Source-free domain adaptation is a crucial machine learning topic, as it contains numerous applications in the real world, particularly with respect to data privacy. Existing approaches predominantly focus on Euclidean data, such as images and videos, while the exploration of non-Euclidean graph data remains scarce. Recent graph neural network (GNN) approaches can suffer from serious performance decline due to domain shift and label scarcity in source-free adaptation scenarios. In this study, we propose a novel method named Graph Diffusion-based Alignment with Jigsaw (GALA), tailored for source-free graph domain adaptation. To achieve domain alignment, GALA employs a graph diffusion model to reconstruct source-style graphs from target data. Specifically, a score-based graph diffusion model is trained using source graphs to learn the generative source styles. Then, we introduce perturbations to target graphs via a stochastic differential equation instead of sampling from a prior, followed by the reverse process to reconstruct source-style graphs. We feed the source-style graphs into an off-the-shelf GNN and introduce class-specific thresholds with curriculum learning, which can generate accurate and unbiased pseudo-labels for target graphs. Moreover, we develop a simple yet effective graph-mixing strategy named graph jigsaw to combine confident graphs and unconfident graphs, which can enhance generalization capabilities and robustness via consistency learning. Extensive experiments on benchmark datasets validate the effectiveness of GALA.

Figures (9)

• Figure 1: A brief motivation of GALA. Previous score-based diffusion models usually generate new data by sampling from a prior distribution (upper), while ours GALA transforms the target graphs back to the source domain (lower).

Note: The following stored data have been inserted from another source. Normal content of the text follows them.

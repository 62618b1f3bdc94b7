//! Pan-size scaling
//!
//! Moving a recipe to a different pan scales every quantity by the ratio of
//! pan areas. Dimensions only need to share a length unit.

use serde::{Deserialize, Serialize};
use std::f64::consts::PI;
use std::fmt;
use std::str::FromStr;

#[derive(Debug, Clone, Copy, PartialEq, Serialize, Deserialize)]
#[serde(tag = "shape", rename_all = "camelCase")]
pub enum PanSize {
    Round { diameter: f64 },
    Square { side: f64 },
    Rectangle { width: f64, length: f64 },
}

impl PanSize {
    pub fn area(&self) -> f64 {
        match *self {
            PanSize::Round { diameter } => PI * (diameter / 2.0).powi(2),
            PanSize::Square { side } => side * side,
            PanSize::Rectangle { width, length } => width * length,
        }
    }
}

impl fmt::Display for PanSize {
    fn fmt(&self, f: &mut fmt::Formatter<'_>) -> fmt::Result {
        match self {
            PanSize::Round { diameter } => write!(f, "{} round", diameter),
            PanSize::Square { side } => write!(f, "{} square", side),
            PanSize::Rectangle { width, length } => write!(f, "{}x{}", width, length),
        }
    }
}

/// Parses `9`/`9r` (round), `8sq` (square) or `9x13` (rectangle)
impl FromStr for PanSize {
    type Err = String;

    fn from_str(s: &str) -> Result<Self, Self::Err> {
        let text = s.trim().to_lowercase();
        let number = |t: &str| {
            t.trim()
                .parse::<f64>()
                .map_err(|_| format!("Invalid pan size '{}'", s))
        };

        if let Some((width, length)) = text.split_once('x') {
            return Ok(PanSize::Rectangle {
                width: number(width)?,
                length: number(length)?,
            });
        }
        if let Some(side) = text.strip_suffix("sq") {
            return Ok(PanSize::Square { side: number(side)? });
        }
        let diameter = text.strip_suffix('r').unwrap_or(&text);
        Ok(PanSize::Round {
            diameter: number(diameter)?,
        })
    }
}

/// Area ratio for moving a recipe from one pan to another
pub fn pan_multiplier(from: PanSize, to: PanSize) -> Option<f64> {
    let (from_area, to_area) = (from.area(), to.area());
    if !(from_area.is_finite() && to_area.is_finite()) || from_area <= 0.0 || to_area <= 0.0 {
        return None;
    }
    Some(to_area / from_area)
}

#[cfg(test)]
mod tests {
    use super::*;

    #[test]
    fn test_round_to_round_scales_by_area() {
        let ratio = pan_multiplier(
            PanSize::Round { diameter: 8.0 },
            PanSize::Round { diameter: 16.0 },
        )
        .unwrap();
        assert!((ratio - 4.0).abs() < 1e-9);
    }

    #[test]
    fn test_rectangle_from_square() {
        let ratio =
            pan_multiplier("8sq".parse().unwrap(), "9x13".parse().unwrap()).unwrap();
        assert!((ratio - 117.0 / 64.0).abs() < 1e-9);
    }

    #[test]
    fn test_degenerate_pans_have_no_ratio() {
        let empty = PanSize::Square { side: 0.0 };
        let square = PanSize::Square { side: 8.0 };
        let broken = PanSize::Round { diameter: f64::NAN };
        assert!(pan_multiplier(empty, square).is_none());
        assert!(pan_multiplier(square, broken).is_none());
    }

    #[test]
    fn test_parse_pan_sizes() {
        assert_eq!("9".parse::<PanSize>(), Ok(PanSize::Round { diameter: 9.0 }));
        assert_eq!("10r".parse::<PanSize>(), Ok(PanSize::Round { diameter: 10.0 }));
        assert!("big".parse::<PanSize>().is_err());
    }
}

• Figure 2: Overview of GALA. We employ source graphs to train a score-based graph diffusion model and then transform target graphs into source-style graphs. Moreover, we introduce adaptive class-specific thresholds to generate confident graphs with pseudo-labels and then utilize graph jigsaw to exchange subgraphs between graph pairs for consistency learning.
• Figure 3: Visualization of diffusion adaptation on ENZYMES. E0 and E3 are subsets of ENZYMES, with E0 being sparser and E3 being denser. The diffusion process can reconstruct the graph while preserving semantics. As $\mathbf{E3\rightarrow E0}$, the graphs become sparser. As $\mathbf{E0\rightarrow E3}$, the graphs become denser.
• Figure 4: Visualization of diffusion adaptation on PROTEINS. P0 and P3 are subsets of PROTEINS, with P0 being sparser and P3 being denser. The diffusion process can reconstruct the graph while preserving semantics. As $\mathbf{P3\rightarrow P0}$, the graphs become sparser. As $\mathbf{P0\rightarrow P3}$, the graphs become denser.
• Figure 5: Visualization of graph jigsaw on ENZYMES. Graph jigsaw, combined with consistency learning, leverages unlabeled target data to enhance the generalization capacity.